Il superamento della soglia avrebbe automaticamente attivato una riduzione delle prestazioni, vanificando di fatto lo spirito dell’iniziativa popolare. L’esecutivo ha quindi deciso di escludere esplicitamente la mensilità supplementare (la cui erogazione è confermata per dicembre) da qualsiasi calcolo limitativo.

Un’altra modifica, questa volta relativa al pilastro 3a, entrerà in vigore nel luglio del 2027 e permetterà agli aventi diritto – anche se sposati o in unione domestica registrata – di indicare i figli (compresi quelli di primo letto) come beneficiari prioritari del proprio capitale in caso di decesso, superando le attuali limitazioni.

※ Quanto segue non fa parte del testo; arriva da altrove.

impl DeckVault {
    pub fn new(self_index: usize, roster_len: usize, key_bits: u64) -> Self {
        Self {
            self_index,
            roster_len,
            key_bits,
            prime: None,
            stage0_key: None,
            stage1_pairs: Vec::new(),
            card_pairs: HashMap::new(),
            deck_stack: Vec::new(),
            hand_cards: Vec::new(),
            given_out: HashMap::new(),
            first_start_cards: Vec::new(),
        }
    }

    /// Reset all per-hand state under a freshly validated shared prime.
    pub fn start_hand(&mut self, prime: BigUint) {
        self.prime = Some(prime);
        self.stage0_key = None;
        self.stage1_pairs.clear();
        self.card_pairs.clear();
        self.deck_stack.clear();
        self.hand_cards.clear();
        self.given_out.clear();
        self.first_start_cards.clear();
    }

    pub fn hand_started(&self) -> bool {
        self.prime.is_some()
    }

    pub fn is_first_shuffle(&self) -> bool {
        self.first_start_cards.is_empty()
    }

    pub fn hand_cards(&self) -> &[HandCard] {
        &self.hand_cards
    }

    pub fn cards(&self) -> Vec<Card> {
        self.hand_cards.iter().map(|h| h.card).collect()
    }

    fn prime(&self) -> Result<&BigUint, VaultError> {
        self.prime.as_ref().ok_or(VaultError::NoHand)
    }

    /// Stage 0: one fresh key over every card, then a CSPRNG shuffle.
    pub fn shuffle_stage0(
        &mut self,
        start_cards: &[Card],
        working: Vec<BigUint>,
    ) -> Result<Vec<BigUint>, VaultError> {
        let prime = self.prime()?.clone();
        if working.len() != start_cards.len() {
            return Err(VaultError::CardCountChanged);
        }
        if self.first_start_cards.is_empty() {
            let mut sorted = start_cards.to_vec();
            sorted.sort_unstable();
            self.first_start_cards = sorted;
        }
        let key = SraKeyPair::generate(&prime, self.key_bits, &mut OsRng)?;
        let mut out: Vec<BigUint> = working.iter().map(|ct| key.encrypt(ct)).collect();
        out.shuffle(&mut OsRng);
        self.stage0_key = Some(key);
        Ok(out)
    }

    /// Stage 1: strip the stage-0 layer and re-encrypt each card under a
    /// fresh per-card pair, preserving order.
    pub fn shuffle_stage1(&mut self, working: Vec<BigUint>) -> Result<Vec<BigUint>, VaultError> {
        let prime = self.prime()?.clone();
        let stage0 = self
            .stage0_key
            .take()
            .ok_or(VaultError::StageOutOfOrder)?;
        let mut out = Vec::with_capacity(working.len());
        self.stage1_pairs.clear();
        for ct in &working {
            let stripped = stage0.decrypt(ct);
            let pair = SraKeyPair::generate(&prime, self.key_bits, &mut OsRng)?;
            let rotated = pair.encrypt(&stripped);
            self.stage1_pairs.push((rotated.clone(), pair));
            out.push(rotated);
        }
        Ok(out)
    }

    /// Stage 2: pin each per-card pair to its final ciphertext and mirror
    /// the deck order. Replaying the same working set is a no-op.
    pub fn shuffle_stage2(&mut self, working: &[BigUint]) -> Result<(), VaultError> {
        if self.stage1_pairs.is_empty() {
            if self.deck_stack == working {
                return Ok(());
            }
            return Err(VaultError::StageOutOfOrder);
        }
        if working.len() != self.stage1_pairs.len() {
            return Err(VaultError::CardCountChanged);
        }
        for ((_, pair), final_ct) in self.stage1_pairs.drain(..).zip(working) {
            self.card_pairs.insert(final_ct.clone(), pair);
        }
        self.deck_stack = working.to_vec();
        Ok(())
    }

    /// Reveal this peer's decryption key for the top of the deck, destined
    /// for `for_player` (or the first discard when -1).
    pub fn top_decryption_key(
        &mut self,
        for_player: i32,
        discard_mirror: &[Card],
    ) -> Result<BigUint, VaultError> {
        let top = self.deck_stack.pop().ok_or(VaultError::DeckMirrorEmpty)?;
        let pair = self
            .card_pairs
            .get(&top)
            .ok_or(VaultError::UnknownCiphertext)?;
        let target = if for_player < 0 {
            // Only legitimate before any live discard exists: an empty pile,
            // or one holding nothing but buried wild-draw-fours.
            if !discard_mirror
                .iter()
                .all(|c| c.value() == CardValue::WildDrawFour)
            {
                return Err(VaultError::FirstDiscardNotAllowed);
            }
            GiveTarget::FirstDiscard
        } else {
            let index = for_player as usize;
            if index >= self.roster_len {
                return Err(VaultError::BadPlayerIndex);
            }
            if index == self.self_index {
                return Err(VaultError::SelfDeal);
            }
            GiveTarget::Player(index)
        };
        if self.given_out.contains_key(&top) {
            return Err(VaultError::CardAlreadyGiven);
        }
        self.given_out.insert(top, target);
        Ok(pair.decryption_key().clone())
    }

    /// Receive the top card of the deck using the other peers' keys.
    pub fn receive_card(
        &mut self,
        keys: Vec<Option<BigUint>>,
    ) -> Result<Card, VaultError> {
        let prime = self.prime()?.clone();
        let top = self.deck_stack.pop().ok_or(VaultError::DeckMirrorEmpty)?;
        if keys.len() != self.roster_len {
            return Err(VaultError::KeyVectorSize);
        }
        if keys[self.self_index].is_some() {
            return Err(VaultError::OwnKeySlotFilled);
        }
        let pair = self
            .card_pairs
            .get(&top)
            .ok_or(VaultError::UnknownCiphertext)?;
        let mut full_keys = Vec::with_capacity(self.roster_len);
        for (i, key) in keys.into_iter().enumerate() {
            if i == self.self_index {
                full_keys.push(pair.decryption_key().clone());
            } else {
                full_keys.push(key.ok_or(VaultError::MissingKey)?);
            }
        }
        let card =
            sra::decrypt_card(&top, full_keys.iter(), &prime).ok_or(VaultError::NotACard)?;
        self.hand_cards.push(HandCard {
            card,
            ciphertext: top,
            decryption_keys: full_keys,
        });
        Ok(card)
    }

    /// Remove a card from hand for play, returning everything the host
    /// needs to verify it.
    pub fn play_card(&mut self, card: Card) -> Result<HandCard, VaultError> {
        let pos = self
            .hand_cards
            .iter()
            .position(|h| h.card == card)
            .ok_or(VaultError::CardNotInHand)?;
        Ok(self.hand_cards.remove(pos))
    }

    /// Whether this peer could have matched `color` without a wild.
    pub fn holds_color(&self, color: CardColor) -> bool {
        self.hand_cards
            .iter()
            .any(|h| h.card.color() == Some(color))
    }

    /// The challenge side-channel reveal: every held card with its full key
    /// vector.
    pub fn reveal_for_challenge(&self) -> (Vec<BigUint>, Vec<Vec<BigUint>>) {
        (
            self.hand_cards.iter().map(|h| h.ciphertext.clone()).collect(),
            self.hand_cards
                .iter()
                .map(|h| h.decryption_keys.clone())
                .collect(),
        )
    }

    /// Verify a challengee's reveal: the cards must all have been dealt to
    /// them, our own key contribution must be the one we generated, and the
    /// verdict is whether any revealed card matches `prev_color`.
    pub fn verify_challenge_reveal(
        &self,
        challengee: usize,
        ciphertexts: &[BigUint],
        key_vectors: &[Vec<BigUint>],
        prev_color: CardColor,
    ) -> Result<bool, VaultError> {
        let prime = self.prime()?.clone();
        if ciphertexts.len() != key_vectors.len() {
            return Err(VaultError::KeyVectorSize);
        }
        let mut any_match = false;
        for (ct, keys) in ciphertexts.iter().zip(key_vectors) {
            if keys.len() != self.roster_len {
                return Err(VaultError::KeyVectorSize);
            }
            let pair = self
                .card_pairs
                .get(ct)
                .ok_or(VaultError::UnknownCiphertext)?;
            if &keys[self.self_index] != pair.decryption_key() {
                return Err(VaultError::OwnKeyMismatch);
            }
            match self.given_out.get(ct) {
                Some(GiveTarget::Player(holder)) if *holder == challengee => {}
                _ => return Err(VaultError::HolderMismatch),
            }
            let card =
                sra::decrypt_card(ct, keys.iter(), &prime).ok_or(VaultError::NotACard)?;
            if card.color() == Some(prev_color) {
                any_match = true;
            }
        }
        Ok(any_match)
    }

    /// Stage 0 of the end-of-hand audit: check the host's deck against our
    /// mirror and disclose our hand plus every per-card key we hold.
    pub fn hand_end_reveal(
        &self,
        claimed_deck: &[BigUint],
    ) -> Result<(Vec<HandCard>, Vec<(BigUint, BigUint)>), VaultError> {
        if claimed_deck != self.deck_stack.as_slice() {
            return Err(VaultError::DeckMismatch);
        }
        let mut keys: Vec<(BigUint, BigUint)> = self
            .card_pairs
            .iter()
            .map(|(ct, pair)| (ct.clone(), pair.decryption_key().clone()))
            .collect();
        keys.sort_unstable_by(|a, b| a.0.cmp(&b.0));
        Ok((self.hand_cards.clone(), keys))
    }

    /// Stage 1 of the audit: verify the pooled reveals independently.
    pub fn hand_end_verify(
        &self,
        infos: &[(Vec<BigUint>, Vec<Card>, Vec<(BigUint, BigUint)>)],
        winner_index: usize,
        winner_score: u32,
        discard_mirror: &[Card],
    ) -> Result<(), VaultError> {
        let prime = self.prime()?.clone();
        if infos.len() != self.roster_len {
            return Err(VaultError::KeyVectorSize);
        }
        // Our own reveal must have survived aggregation untouched.
        let (own_cts, own_cards, own_keys) = &infos[self.self_index];
        let expected_cts: Vec<BigUint> =
            self.hand_cards.iter().map(|h| h.ciphertext.clone()).collect();
        let expected_cards: Vec<Card> = self.hand_cards.iter().map(|h| h.card).collect();
        if own_cts != &expected_cts || own_cards != &expected_cards {
            return Err(VaultError::OwnRevealAltered);
        }
        if own_keys.len() != self.card_pairs.len() {
            return Err(VaultError::OwnRevealAltered);
        }
        for (ct, key) in own_keys {
            match self.card_pairs.get(ct) {
                Some(pair) if pair.decryption_key() == key => {}
                _ => return Err(VaultError::OwnRevealAltered),
            }
        }

        let pools: Vec<HashMap<&BigUint, &BigUint>> = infos
            .iter()
            .map(|(_, _, keys)| keys.iter().map(|(ct, key)| (ct, key)).collect())
            .collect();
        let mut active: Vec<&BigUint> = self.deck_stack.iter().collect();
        for (cts, _, _) in infos {
            active.extend(cts.iter());
        }
        for pool in &pools {
            for ct in &active {
                if !pool.contains_key(*ct) {
                    return Err(VaultError::MissingKey);
                }
            }
        }

        // Every claimed card decrypts to its claim and was dealt to the
        // peer now claiming it.
        let mut all_cards: Vec<Card> = discard_mirror.to_vec();
        for (holder, (cts, cards, _)) in infos.iter().enumerate() {
            if cts.len() != cards.len() {
                return Err(VaultError::RevealMismatch);
            }
            for (ct, claimed) in cts.iter().zip(cards) {
                let keys = pools.iter().map(|pool| *pool.get(ct).expect("checked"));
                let card =
                    sra::decrypt_card(ct, keys, &prime).ok_or(VaultError::NotACard)?;
                if card != *claimed {
                    return Err(VaultError::RevealMismatch);
                }
                if let Some(target) = self.given_out.get(ct) {
                    if *target != GiveTarget::Player(holder) {
                        return Err(VaultError::HolderMismatch);
                    }
                }
            }
            all_cards.extend(cards.iter().copied());
        }
        for ct in &self.deck_stack {
            let keys = pools.iter().map(|pool| *pool.get(ct).expect("checked"));
            all_cards.push(sra::decrypt_card(ct, keys, &prime).ok_or(VaultError::NotACard)?);
        }

        all_cards.sort_unstable();
        if all_cards != self.first_start_cards {
            return Err(VaultError::MultisetMismatch);
        }

        if infos
            .get(winner_index)
            .map_or(true, |(_, cards, _)| !cards.is_empty())
        {
            return Err(VaultError::WinnerMismatch);
        }
        let recomputed: u32 = infos
            .iter()
            .flat_map(|(_, cards, _)| cards)
            .map(|card| card.score())
            .sum();
        if recomputed != winner_score {
            return Err(VaultError::ScoreMismatch);
        }
        Ok(())
    }
}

Tre scenari per un finale dal verdetto incerto

Resta dunque l’altissima tensione sulla votazione di mercoledì prossimo alla Camera del popolo, dove tutto è ancora in bilico. Il primo scenario è il più drastico: se il Nazionale dovesse respingere per l’ennesima volta la soluzione mista, il castello crollerebbe. La tredicesima verrebbe comunque erogata a dicembre, ma senza un finanziamento dedicato, scaricando l’intero onere (circa 4,2 miliardi solo per il 2026) sul Fondo AVS.

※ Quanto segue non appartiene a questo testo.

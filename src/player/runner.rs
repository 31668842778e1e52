//! The peer's stream loop: joins the table, relays host messages to the
//! oracle, answers player requests, and forwards one-left calls.

use std::sync::Arc;

use parking_lot::Mutex;
use thiserror::Error;
use tokio::sync::mpsc;
use tracing::{debug, warn};

use crate::config::Config;
use crate::protocol::{ClientMessage, HostMessage};
use crate::signing::IdentityKey;
use crate::transport::PeerConn;

use super::handler::PeerHandler;
use super::oracle::Oracle;

const LOG_TARGET: &str = "one_left::player::runner";

#[derive(Debug, Error)]
pub enum PeerRunError {
    #[error("stream closed")]
    StreamClosed,
    #[error("host sent an invalid message: {0}")]
    Protocol(String),
}

pub struct PeerRunner {
    conn_tx: mpsc::Sender<ClientMessage>,
    conn_rx: mpsc::Receiver<HostMessage>,
    handler: Arc<PeerHandler>,
    oracle: Arc<dyn Oracle>,
    name: String,
    chat_counter: Mutex<u64>,
}

impl PeerRunner {
    pub fn new(
        conn: PeerConn,
        cfg: Arc<Config>,
        key: IdentityKey,
        name: String,
        oracle: Arc<dyn Oracle>,
    ) -> Self {
        let handler = Arc::new(PeerHandler::new(
            cfg,
            key,
            name.clone(),
            Arc::clone(&oracle),
        ));
        Self {
            conn_tx: conn.tx,
            conn_rx: conn.rx,
            handler,
            oracle,
            name,
            chat_counter: Mutex::new(0),
        }
    }

    pub fn handler(&self) -> &Arc<PeerHandler> {
        &self.handler
    }

    /// Sign and send a chat line with the next counter value.
    pub async fn send_chat(&self, contents: String) -> Result<(), PeerRunError> {
        let message = {
            let mut counter = self.chat_counter.lock();
            let msg = crate::protocol::identity::ChatMessage::sign(
                self.handler.identity_key(),
                self.name.clone(),
                *counter,
                contents,
            );
            *counter += 1;
            msg
        };
        self.conn_tx
            .send(ClientMessage::Chat { message })
            .await
            .map_err(|_| PeerRunError::StreamClosed)
    }

    /// Join the table and process host messages until the stream closes or
    /// the game ends (when `until_game_end` is set).
    pub async fn run(mut self, until_game_end: bool) -> Result<(), PeerRunError> {
        self.conn_tx
            .send(ClientMessage::StartJoin)
            .await
            .map_err(|_| PeerRunError::StreamClosed)?;
        loop {
            let Some(msg) = self.conn_rx.recv().await else {
                return Err(PeerRunError::StreamClosed);
            };
            match msg {
                HostMessage::Welcome {
                    players,
                    chat_messages,
                    last_game_event,
                } => {
                    for (i, player) in players.iter().enumerate() {
                        player.verify().map_err(|e| {
                            PeerRunError::Protocol(format!("welcome identity {i}: {e}"))
                        })?;
                    }
                    for message in &chat_messages {
                        message.verify().map_err(|e| {
                            PeerRunError::Protocol(format!("welcome chat message: {e}"))
                        })?;
                    }
                    self.oracle
                        .connected(&players, &chat_messages, last_game_event.as_ref())
                        .await;
                }
                HostMessage::PlayersUpdate { players } => {
                    for (i, player) in players.iter().enumerate() {
                        player.verify().map_err(|e| {
                            PeerRunError::Protocol(format!("roster identity {i}: {e}"))
                        })?;
                    }
                    self.oracle.players_updated(&players).await;
                }
                HostMessage::ChatMessageAdded { message } => {
                    if message.verify().is_err() {
                        warn!(target: LOG_TARGET, "dropping chat message with bad signature");
                        continue;
                    }
                    self.oracle.chat_message(&message).await;
                }
                HostMessage::GameEvent { event } => {
                    self.handler.on_event(event.clone());
                    self.oracle.game_event(&event).await;
                    if let Some(self_index) = self.handler.self_index() {
                        if let Some(target) = self.oracle.consider_one_left(self_index, &event) {
                            let _ = self
                                .conn_tx
                                .send(ClientMessage::CallOneLeft {
                                    target_index: target,
                                })
                                .await;
                        }
                    }
                    if until_game_end && event.kind == crate::engine::EventKind::GameEnd {
                        return Ok(());
                    }
                }
                HostMessage::Error { error } => {
                    debug!(
                        target: LOG_TARGET,
                        message = %error.message,
                        terminates = error.terminates_game,
                        "host error"
                    );
                    self.oracle.game_error(&error).await;
                }
                HostMessage::PlayerRequest { request } => {
                    let handler = Arc::clone(&self.handler);
                    let tx = self.conn_tx.clone();
                    tokio::spawn(async move {
                        let response = handler.handle_request(request).await;
                        let _ = tx.send(ClientMessage::PlayerResponse { response }).await;
                    });
                }
            }
        }
    }
}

Le riserve, per ora gonfiate da buoni rendimenti finanziari, potrebbero assorbire il colpo iniziale, ma già dal 2029 il primo pilastro tornerebbe in rosso e il buco tenderebbe ad allargarsi anno dopo anno. Il secondo scenario prevede invece un’approvazione, magari grazie ad alcuni “dissidenti” nell’UDC (si pensa in particolare ai romandi) disposti a mandar giù l’aumento dei contributi pur di chiudere la partita. C’è infine un’ipotesi intermedia, per nulla peregrina: che venga respinto l’aumento dei contributi ma non quello dell’IVA, con il voto decisivo stavolta dei Verdi liberali.

Con il solo ricavo dell’IVA si finanzierebbe circa la metà della nuova rendita, lasciando l’altra metà in un inquietante limbo contabile. Se a ciò si aggiunge che qualsiasi inasprimento dell’imposta sui consumi dovrebbe comunque passare attraverso il vaglio di popolo e Cantoni – un referendum che i sondaggi danno tutt’altro che scontato – si capisce perché chi difende questo intreccio di norme e trattative lo definisca una “classica partenza ad handicap”.